* ASSIGNMENT: Go through the records and give the number of lines that include "JobError", with nothing else.

RECORDS TO PROCESS: Begin

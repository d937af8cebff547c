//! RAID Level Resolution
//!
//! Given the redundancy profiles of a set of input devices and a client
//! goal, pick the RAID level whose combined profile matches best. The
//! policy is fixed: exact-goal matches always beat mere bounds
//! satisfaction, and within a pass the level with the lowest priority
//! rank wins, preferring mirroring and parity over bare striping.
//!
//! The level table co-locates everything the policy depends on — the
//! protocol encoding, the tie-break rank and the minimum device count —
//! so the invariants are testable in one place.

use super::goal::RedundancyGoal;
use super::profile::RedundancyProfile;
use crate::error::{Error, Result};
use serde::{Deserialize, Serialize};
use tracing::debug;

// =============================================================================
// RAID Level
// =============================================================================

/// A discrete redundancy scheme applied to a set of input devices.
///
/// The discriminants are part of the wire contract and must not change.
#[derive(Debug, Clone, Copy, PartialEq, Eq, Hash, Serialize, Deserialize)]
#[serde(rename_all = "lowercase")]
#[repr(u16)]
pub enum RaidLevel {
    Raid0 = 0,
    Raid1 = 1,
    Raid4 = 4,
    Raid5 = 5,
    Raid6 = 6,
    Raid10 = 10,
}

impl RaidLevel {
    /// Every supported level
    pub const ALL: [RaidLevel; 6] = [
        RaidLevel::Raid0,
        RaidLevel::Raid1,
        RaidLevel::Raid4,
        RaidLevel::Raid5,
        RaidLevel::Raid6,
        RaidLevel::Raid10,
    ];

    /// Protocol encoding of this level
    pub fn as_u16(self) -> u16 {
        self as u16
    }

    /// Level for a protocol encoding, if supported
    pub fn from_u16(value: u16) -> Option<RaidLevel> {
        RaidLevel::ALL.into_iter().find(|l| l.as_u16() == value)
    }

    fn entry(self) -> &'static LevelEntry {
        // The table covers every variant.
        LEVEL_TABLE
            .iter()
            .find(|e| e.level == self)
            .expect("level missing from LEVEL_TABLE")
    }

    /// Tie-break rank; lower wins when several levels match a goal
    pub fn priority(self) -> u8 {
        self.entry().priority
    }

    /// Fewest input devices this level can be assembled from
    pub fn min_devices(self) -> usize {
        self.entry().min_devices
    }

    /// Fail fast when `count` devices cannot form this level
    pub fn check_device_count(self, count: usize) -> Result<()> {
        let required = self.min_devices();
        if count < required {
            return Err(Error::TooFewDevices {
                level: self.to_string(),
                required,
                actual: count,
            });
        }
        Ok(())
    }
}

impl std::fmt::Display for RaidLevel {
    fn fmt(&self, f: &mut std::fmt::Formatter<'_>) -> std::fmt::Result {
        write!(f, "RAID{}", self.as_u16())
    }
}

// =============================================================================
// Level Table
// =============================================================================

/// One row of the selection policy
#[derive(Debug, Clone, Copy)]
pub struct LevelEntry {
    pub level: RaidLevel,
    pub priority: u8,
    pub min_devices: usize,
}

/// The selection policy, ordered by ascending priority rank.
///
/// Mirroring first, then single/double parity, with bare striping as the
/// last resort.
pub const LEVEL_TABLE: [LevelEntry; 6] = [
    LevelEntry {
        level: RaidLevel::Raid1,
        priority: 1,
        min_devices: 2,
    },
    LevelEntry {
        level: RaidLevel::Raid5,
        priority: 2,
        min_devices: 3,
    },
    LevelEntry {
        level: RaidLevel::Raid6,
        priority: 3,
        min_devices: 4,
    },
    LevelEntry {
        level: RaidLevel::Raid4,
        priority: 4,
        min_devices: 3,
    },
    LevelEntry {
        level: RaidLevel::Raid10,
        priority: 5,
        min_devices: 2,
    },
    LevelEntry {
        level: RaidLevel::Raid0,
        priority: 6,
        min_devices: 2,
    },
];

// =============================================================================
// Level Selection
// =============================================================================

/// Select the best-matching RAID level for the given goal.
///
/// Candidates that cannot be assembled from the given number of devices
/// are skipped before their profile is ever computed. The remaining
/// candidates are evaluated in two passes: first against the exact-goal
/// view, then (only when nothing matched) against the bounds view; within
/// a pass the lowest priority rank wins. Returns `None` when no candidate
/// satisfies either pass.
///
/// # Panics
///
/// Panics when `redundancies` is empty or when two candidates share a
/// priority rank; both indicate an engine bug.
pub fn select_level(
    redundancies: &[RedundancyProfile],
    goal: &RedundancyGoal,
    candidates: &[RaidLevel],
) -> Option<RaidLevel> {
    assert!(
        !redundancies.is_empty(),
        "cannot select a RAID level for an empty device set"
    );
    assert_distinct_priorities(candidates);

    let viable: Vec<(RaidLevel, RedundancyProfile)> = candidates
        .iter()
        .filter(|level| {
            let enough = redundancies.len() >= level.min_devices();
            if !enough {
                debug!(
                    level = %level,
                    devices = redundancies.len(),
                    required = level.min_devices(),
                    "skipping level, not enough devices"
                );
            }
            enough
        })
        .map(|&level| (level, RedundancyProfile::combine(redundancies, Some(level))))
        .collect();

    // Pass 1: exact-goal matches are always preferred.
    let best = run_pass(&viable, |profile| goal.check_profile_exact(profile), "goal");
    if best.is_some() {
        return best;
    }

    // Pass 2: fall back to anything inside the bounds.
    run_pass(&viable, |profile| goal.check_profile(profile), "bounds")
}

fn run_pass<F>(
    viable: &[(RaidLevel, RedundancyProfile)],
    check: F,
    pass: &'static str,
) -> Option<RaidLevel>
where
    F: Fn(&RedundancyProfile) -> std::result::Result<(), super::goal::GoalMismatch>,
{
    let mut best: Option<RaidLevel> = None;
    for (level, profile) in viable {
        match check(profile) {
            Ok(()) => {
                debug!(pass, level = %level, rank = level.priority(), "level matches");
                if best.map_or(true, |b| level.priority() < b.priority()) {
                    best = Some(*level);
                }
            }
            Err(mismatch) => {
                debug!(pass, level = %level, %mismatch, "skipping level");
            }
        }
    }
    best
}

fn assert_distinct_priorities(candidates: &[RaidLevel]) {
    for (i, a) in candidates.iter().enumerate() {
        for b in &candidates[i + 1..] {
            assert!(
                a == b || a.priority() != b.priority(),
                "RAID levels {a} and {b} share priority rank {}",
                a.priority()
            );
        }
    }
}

RECORDS TO PROCESS: End
RECORDS TO PROCESS: Begin

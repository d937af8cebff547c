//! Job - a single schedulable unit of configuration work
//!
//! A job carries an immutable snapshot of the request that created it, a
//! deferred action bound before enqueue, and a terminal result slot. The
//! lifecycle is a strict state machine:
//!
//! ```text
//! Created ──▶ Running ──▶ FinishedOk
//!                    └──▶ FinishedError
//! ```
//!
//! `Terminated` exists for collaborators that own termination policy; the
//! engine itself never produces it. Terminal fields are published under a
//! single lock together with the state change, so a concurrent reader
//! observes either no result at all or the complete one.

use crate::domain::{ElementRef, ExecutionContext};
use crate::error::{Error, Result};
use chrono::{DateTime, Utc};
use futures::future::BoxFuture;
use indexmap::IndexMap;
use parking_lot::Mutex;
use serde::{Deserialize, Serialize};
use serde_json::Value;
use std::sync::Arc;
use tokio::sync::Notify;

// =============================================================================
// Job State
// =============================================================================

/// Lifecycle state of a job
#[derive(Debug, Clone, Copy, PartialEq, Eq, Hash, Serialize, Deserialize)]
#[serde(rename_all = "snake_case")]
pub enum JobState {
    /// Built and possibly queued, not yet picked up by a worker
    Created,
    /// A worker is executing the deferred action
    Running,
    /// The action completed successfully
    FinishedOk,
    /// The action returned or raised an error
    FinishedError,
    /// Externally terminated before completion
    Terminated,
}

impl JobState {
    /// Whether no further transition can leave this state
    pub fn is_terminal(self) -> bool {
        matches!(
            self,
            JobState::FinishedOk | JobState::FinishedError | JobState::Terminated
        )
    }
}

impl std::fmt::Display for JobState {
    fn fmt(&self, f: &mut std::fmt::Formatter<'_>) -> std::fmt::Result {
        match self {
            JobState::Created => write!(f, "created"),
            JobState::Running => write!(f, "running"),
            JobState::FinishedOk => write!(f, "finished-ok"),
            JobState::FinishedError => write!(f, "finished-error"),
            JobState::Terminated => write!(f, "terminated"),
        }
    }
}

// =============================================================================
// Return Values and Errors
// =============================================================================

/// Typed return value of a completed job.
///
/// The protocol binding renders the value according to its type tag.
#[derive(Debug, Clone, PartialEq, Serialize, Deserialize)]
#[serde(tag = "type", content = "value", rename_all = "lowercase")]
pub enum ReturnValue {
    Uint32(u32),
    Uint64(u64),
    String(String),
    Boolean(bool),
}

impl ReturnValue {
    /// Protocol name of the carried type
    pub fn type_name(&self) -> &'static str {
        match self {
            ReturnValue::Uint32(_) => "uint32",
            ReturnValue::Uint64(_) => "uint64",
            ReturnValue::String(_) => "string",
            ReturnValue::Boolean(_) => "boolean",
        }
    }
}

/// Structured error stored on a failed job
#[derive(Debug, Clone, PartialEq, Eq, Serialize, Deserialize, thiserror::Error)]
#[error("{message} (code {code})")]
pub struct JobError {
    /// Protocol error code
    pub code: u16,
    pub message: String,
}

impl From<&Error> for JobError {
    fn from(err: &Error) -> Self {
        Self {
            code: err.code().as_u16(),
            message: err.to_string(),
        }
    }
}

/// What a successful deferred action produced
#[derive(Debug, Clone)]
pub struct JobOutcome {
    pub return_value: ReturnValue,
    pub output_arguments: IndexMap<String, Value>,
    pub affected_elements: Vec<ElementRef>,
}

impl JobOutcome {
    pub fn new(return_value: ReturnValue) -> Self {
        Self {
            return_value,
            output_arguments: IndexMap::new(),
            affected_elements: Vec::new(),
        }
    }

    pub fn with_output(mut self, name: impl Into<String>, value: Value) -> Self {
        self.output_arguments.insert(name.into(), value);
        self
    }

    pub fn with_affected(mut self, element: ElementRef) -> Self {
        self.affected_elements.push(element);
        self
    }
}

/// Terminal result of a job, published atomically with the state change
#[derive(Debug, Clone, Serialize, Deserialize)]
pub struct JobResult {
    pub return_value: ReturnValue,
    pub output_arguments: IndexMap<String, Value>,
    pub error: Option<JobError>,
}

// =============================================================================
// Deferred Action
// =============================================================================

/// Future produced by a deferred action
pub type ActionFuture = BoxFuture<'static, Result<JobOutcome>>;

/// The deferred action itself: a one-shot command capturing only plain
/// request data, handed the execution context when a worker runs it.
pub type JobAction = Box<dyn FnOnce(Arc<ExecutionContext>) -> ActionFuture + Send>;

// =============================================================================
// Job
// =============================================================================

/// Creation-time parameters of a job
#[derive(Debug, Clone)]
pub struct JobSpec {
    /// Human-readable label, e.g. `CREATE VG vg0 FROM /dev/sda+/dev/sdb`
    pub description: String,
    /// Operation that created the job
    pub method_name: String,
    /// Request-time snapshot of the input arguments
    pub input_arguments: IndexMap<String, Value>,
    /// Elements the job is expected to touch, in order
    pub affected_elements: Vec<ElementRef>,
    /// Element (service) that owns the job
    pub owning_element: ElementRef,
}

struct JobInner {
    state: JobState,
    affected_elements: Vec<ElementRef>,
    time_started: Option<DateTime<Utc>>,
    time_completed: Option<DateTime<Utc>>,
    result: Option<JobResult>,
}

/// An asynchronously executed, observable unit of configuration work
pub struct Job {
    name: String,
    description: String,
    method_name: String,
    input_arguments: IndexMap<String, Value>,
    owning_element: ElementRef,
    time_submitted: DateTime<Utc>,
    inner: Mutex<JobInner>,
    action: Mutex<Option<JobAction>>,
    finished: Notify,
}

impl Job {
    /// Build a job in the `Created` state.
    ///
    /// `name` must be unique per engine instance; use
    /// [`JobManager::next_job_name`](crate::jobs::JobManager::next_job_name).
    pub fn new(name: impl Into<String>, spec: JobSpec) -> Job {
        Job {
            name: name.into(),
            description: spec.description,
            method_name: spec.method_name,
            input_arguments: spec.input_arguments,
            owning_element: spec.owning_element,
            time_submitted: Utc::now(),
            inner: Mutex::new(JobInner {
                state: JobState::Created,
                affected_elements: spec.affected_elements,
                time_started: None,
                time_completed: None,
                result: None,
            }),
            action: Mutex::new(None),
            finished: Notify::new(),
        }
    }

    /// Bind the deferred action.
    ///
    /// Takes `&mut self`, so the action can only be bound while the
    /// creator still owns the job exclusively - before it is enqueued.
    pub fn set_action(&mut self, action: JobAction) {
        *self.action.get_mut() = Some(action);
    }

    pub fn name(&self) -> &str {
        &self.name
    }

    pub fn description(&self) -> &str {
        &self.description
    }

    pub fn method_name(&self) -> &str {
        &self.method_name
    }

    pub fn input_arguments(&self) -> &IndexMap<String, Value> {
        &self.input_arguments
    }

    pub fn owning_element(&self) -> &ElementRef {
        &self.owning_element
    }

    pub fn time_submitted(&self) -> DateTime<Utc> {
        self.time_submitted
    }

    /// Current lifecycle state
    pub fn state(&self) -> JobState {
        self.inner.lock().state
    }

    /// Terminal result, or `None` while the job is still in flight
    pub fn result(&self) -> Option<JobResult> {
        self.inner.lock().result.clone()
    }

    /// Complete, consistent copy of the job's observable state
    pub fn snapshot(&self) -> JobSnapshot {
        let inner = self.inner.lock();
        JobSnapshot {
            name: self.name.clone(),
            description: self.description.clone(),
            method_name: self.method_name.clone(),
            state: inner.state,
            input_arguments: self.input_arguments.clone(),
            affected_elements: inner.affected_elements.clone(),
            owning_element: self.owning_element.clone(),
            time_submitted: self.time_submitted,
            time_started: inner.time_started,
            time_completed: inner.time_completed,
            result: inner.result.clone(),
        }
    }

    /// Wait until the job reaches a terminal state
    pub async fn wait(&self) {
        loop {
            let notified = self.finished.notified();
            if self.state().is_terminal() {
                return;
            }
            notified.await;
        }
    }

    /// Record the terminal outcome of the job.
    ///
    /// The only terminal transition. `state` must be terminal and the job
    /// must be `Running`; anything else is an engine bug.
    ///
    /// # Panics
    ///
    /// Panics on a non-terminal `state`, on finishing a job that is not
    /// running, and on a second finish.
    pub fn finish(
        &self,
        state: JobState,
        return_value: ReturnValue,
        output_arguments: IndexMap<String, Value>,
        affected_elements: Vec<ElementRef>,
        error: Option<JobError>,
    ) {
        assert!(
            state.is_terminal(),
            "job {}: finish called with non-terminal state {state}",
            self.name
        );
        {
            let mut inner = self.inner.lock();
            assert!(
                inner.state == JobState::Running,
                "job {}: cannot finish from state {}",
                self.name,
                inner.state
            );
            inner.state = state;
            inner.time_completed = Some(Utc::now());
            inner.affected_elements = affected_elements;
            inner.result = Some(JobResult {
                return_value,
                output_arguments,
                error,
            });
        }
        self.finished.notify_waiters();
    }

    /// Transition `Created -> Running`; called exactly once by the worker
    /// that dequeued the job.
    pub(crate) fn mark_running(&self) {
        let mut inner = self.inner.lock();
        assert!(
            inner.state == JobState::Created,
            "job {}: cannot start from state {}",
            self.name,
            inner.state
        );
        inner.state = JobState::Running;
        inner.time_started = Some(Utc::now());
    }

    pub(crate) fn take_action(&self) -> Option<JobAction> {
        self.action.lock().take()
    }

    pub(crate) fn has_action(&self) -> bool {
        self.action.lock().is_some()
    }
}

RECORDS TO PROCESS: End

* EXERCISE ANSWER: 4